GOAL OF THE EXERCISE:
Once the line with "the COEF register." is found in the entries below, print it and each following line exactly, stopping after the line with "#[derive(Debug, Clone, Default, PartialEq, Eq)]"; print nothing else.

STORED DATA:
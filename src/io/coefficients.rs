use std::fs;
use std::path::Path;

use super::literal::{parse_hex, parse_int};
use crate::constants::REGISTER_TAPS;
use crate::error::{FirError, Result};

/// One tap of a coefficient configuration file
#[derive(Debug, Clone, Copy, PartialEq, Eq)]
pub struct CoefficientRow {
    /// Tap position (0 = current sample)
    pub index: usize,
    /// Whether the tap takes part in filtering
    pub enabled: bool,
    /// Tap weight. Full width for arithmetic filtering, masked to 8 bits
    /// when packed into the COEF register.
    pub value: i64,
}

/// Parsed coefficient configuration
///
/// Files are CSV with a header line followed by `index,enabled,value` rows:
///
/// ```text
/// coef,en,value
/// 0,1,0x10
/// 1,0,20
/// ```
///
/// `index` and `enabled` accept any integer literal; `value` is always
/// hexadecimal, with or without the `0x` prefix. When an index appears
/// twice the later row replaces the earlier one.
#[derive(Debug, Clone, Default, PartialEq, Eq)]
pub struct CoefficientTable {
    rows: Vec<CoefficientRow>,
}

impl CoefficientTable {
    /// Load and parse a coefficient configuration file
    ///
    /// # Errors
    /// `FirError::Io` if the file cannot be read, `FirError::Parse` naming the
    /// first malformed row.
    pub fn load<P: AsRef<Path>>(path: P) -> Result<Self> {
        let path = path.as_ref();
        log::debug!("Opening config file {}", path.display());

        let text = fs::read_to_string(path).map_err(|source| FirError::Io {
            path: path.to_path_buf(),
            source,
        })?;
        let table = Self::parse(&text, path)?;

        log::info!(
            "Loaded {} coefficients ({} enabled) from {}",
            table.len(),
            table.rows.iter().filter(|r| r.enabled).count(),
            path.display()
        );
        Ok(table)
    }

    /// Parse file contents; `origin` is only used in error messages.
    pub fn parse(text: &str, origin: &Path) -> Result<Self> {
        let mut table = Self::default();

        // First line is the header
        for (i, line) in text.lines().enumerate().skip(1) {
            if line.trim().is_empty() {
                continue;
            }
            let row = parse_row(line, i + 1, origin)?;
            table.insert(row, origin, i + 1);
        }

        Ok(table)
    }

    /// Build a table directly from rows, applying the same duplicate rule as parsing.
    pub fn from_rows(rows: impl IntoIterator<Item = CoefficientRow>) -> Self {
        let mut table = Self::default();
        for (i, row) in rows.into_iter().enumerate() {
            table.insert(row, Path::new("<rows>"), i + 1);
        }
        table
    }

    fn insert(&mut self, row: CoefficientRow, origin: &Path, line: usize) {
        if let Some(pos) = self.rows.iter().position(|r| r.index == row.index) {
            log::warn!(
                "{}:{}: tap {} defined again, replacing earlier value {:#x}",
                origin.display(),
                line,
                row.index,
                self.rows[pos].value
            );
            self.rows[pos] = row;
            return;
        }
        self.rows.push(row);
    }

    pub fn get(&self, index: usize) -> Option<&CoefficientRow> {
        self.rows.iter().find(|r| r.index == index)
    }

    /// Rows in file order
    pub fn iter(&self) -> impl Iterator<Item = &CoefficientRow> {
        self.rows.iter()
    }

    pub fn len(&self) -> usize {
        self.rows.len()
    }

    pub fn is_empty(&self) -> bool {
        self.rows.is_empty()
    }

    /// Values of enabled rows in file order
    ///
    /// Disabled rows and index gaps are dropped, so the result is the tap
    /// vector for arithmetic FIR filtering.
    pub fn enabled_values(&self) -> Vec<i64> {
        self.rows
            .iter()
            .filter(|r| r.enabled)
            .map(|r| r.value)
            .collect()
    }

    /// Pack taps 0..4 into a COEF register value
    ///
    /// Byte `i` (least significant first) holds `value[i] & 0xFF`. Enable
    /// flags are ignored here; they live in the control word.
    ///
    /// # Errors
    /// `FirError::MissingTap` listing every absent index in 0..4.
    pub fn packed_register(&self) -> Result<u32> {
        let taps = self.register_taps()?;
        Ok(taps.iter().enumerate().fold(0u32, |packed, (i, row)| {
            packed | (((row.value & 0xFF) as u32) << (8 * i))
        }))
    }

    /// Enable flags of taps 0..4, for the control word tap-enable bits
    pub fn tap_enables(&self) -> Result<[bool; REGISTER_TAPS]> {
        let taps = self.register_taps()?;
        let mut enables = [false; REGISTER_TAPS];
        for (slot, row) in enables.iter_mut().zip(taps) {
            *slot = row.enabled;
        }
        Ok(enables)
    }

    /// Tap weights as the device applies them: the COEF byte of each
    /// enabled tap, zero for disabled taps.
    pub fn register_weights(&self) -> Result<[i64; REGISTER_TAPS]> {
        let taps = self.register_taps()?;
        let mut weights = [0; REGISTER_TAPS];
        for (weight, row) in weights.iter_mut().zip(taps) {
            if row.enabled {
                *weight = row.value & 0xFF;
            }
        }
        Ok(weights)
    }

    fn register_taps(&self) -> Result<Vec<&CoefficientRow>> {
        let taps: Vec<&CoefficientRow> = (0..REGISTER_TAPS).filter_map(|i| self.get(i)).collect();
        if taps.len() < REGISTER_TAPS {
            let missing = (0..REGISTER_TAPS)
                .filter(|&i| self.get(i).is_none())
                .collect();
            return Err(FirError::MissingTap(missing));
        }
        Ok(taps)
    }
}

fn parse_row(line: &str, line_no: usize, origin: &Path) -> Result<CoefficientRow> {
    let err = |reason: String| FirError::parse(origin, line_no, line, reason);

    let fields: Vec<&str> = line.split(',').map(str::trim).collect();
    let [index, enabled, value] = fields.as_slice() else {
        return Err(err(format!(
            "expected 3 fields (index,enabled,value), found {}",
            fields.len()
        )));
    };

    let index = parse_int(index).map_err(|e| err(format!("invalid tap index: {}", e)))?;
    let index =
        usize::try_from(index).map_err(|_| err(format!("tap index {} is negative", index)))?;

    let enabled = match parse_int(enabled).map_err(|e| err(format!("invalid enable flag: {}", e)))? {
        0 => false,
        1 => true,
        other => return Err(err(format!("enable flag must be 0 or 1, found {}", other))),
    };

    let value = parse_hex(value).map_err(|e| err(format!("invalid coefficient value: {}", e)))?;

    Ok(CoefficientRow {
        index,
        enabled,
        value,
    })
}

ANSWER:
    /// when packed into the COEF register.
    pub value: i64,
}

/// Parsed coefficient configuration
///
/// Files are CSV with a header line followed by `index,enabled,value` rows:
///
/// ```text
/// coef,en,value
/// 0,1,0x10
/// 1,0,20
/// ```
///
/// `index` and `enabled` accept any integer literal; `value` is always
/// hexadecimal, with or without the `0x` prefix. When an index appears
/// twice the later row replaces the earlier one.
#[derive(Debug, Clone, Default, PartialEq, Eq)]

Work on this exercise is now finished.